[STUDY MATERIAL]:
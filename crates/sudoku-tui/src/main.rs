mod app;
mod render;

use app::App;
use clap::Parser;
use std::io;
use std::process::ExitCode;
use sudoku_core::Grid;

/// Interactive 9x9 Sudoku solver.
#[derive(Parser)]
#[command(name = "sudoku", version, about)]
struct Args {
    /// 81-character puzzle string: digits 1-9, `0` or `.` for empty cells.
    /// Defaults to a built-in sample puzzle.
    puzzle: Option<String>,

    /// Solve immediately and exit instead of entering the interactive menu.
    #[arg(long)]
    batch: bool,
}

fn main() -> io::Result<ExitCode> {
    let args = Args::parse();

    let grid = match &args.puzzle {
        Some(text) => match Grid::from_string(text) {
            Some(grid) => grid,
            None => {
                eprintln!("Invalid puzzle string: expected 81 cells of 1-9, 0 or '.'");
                return Ok(ExitCode::from(2));
            }
        },
        None => App::sample_puzzle(),
    };

    let mut app = App::new(grid);
    if args.batch {
        let solved = app.solve_and_report()?;
        Ok(if solved {
            ExitCode::SUCCESS
        } else {
            ExitCode::FAILURE
        })
    } else {
        app.run()?;
        Ok(ExitCode::SUCCESS)
    }
}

[TO DO]:
Every entry must be printed again, exactly as it reads.

[RESPONSE TO THE EXERCISE]:
filename crates/sudoku-tui/src/main.rs
mod app;
mod render;

use app::App;
use clap::Parser;
use std::io;
use std::process::ExitCode;
use sudoku_core::Grid;

/// Interactive 9x9 Sudoku solver.
#[derive(Parser)]
#[command(name = "sudoku", version, about)]
struct Args {
    /// 81-character puzzle string: digits 1-9, `0` or `.` for empty cells.
    /// Defaults to a built-in sample puzzle.
    puzzle: Option<String>,

    /// Solve immediately and exit instead of entering the interactive menu.
    #[arg(long)]
    batch: bool,
}

fn main() -> io::Result<ExitCode> {
    let args = Args::parse();

    let grid = match &args.puzzle {
        Some(text) => match Grid::from_string(text) {
            Some(grid) => grid,
            None => {
                eprintln!("Invalid puzzle string: expected 81 cells of 1-9, 0 or '.'");
                return Ok(ExitCode::from(2));
            }
        },
        None => App::sample_puzzle(),
    };

    let mut app = App::new(grid);
    if args.batch {
        let solved = app.solve_and_report()?;
        Ok(if solved {
            ExitCode::SUCCESS
        } else {
            ExitCode::FAILURE
        })
    } else {
        app.run()?;
        Ok(ExitCode::SUCCESS)
    }
}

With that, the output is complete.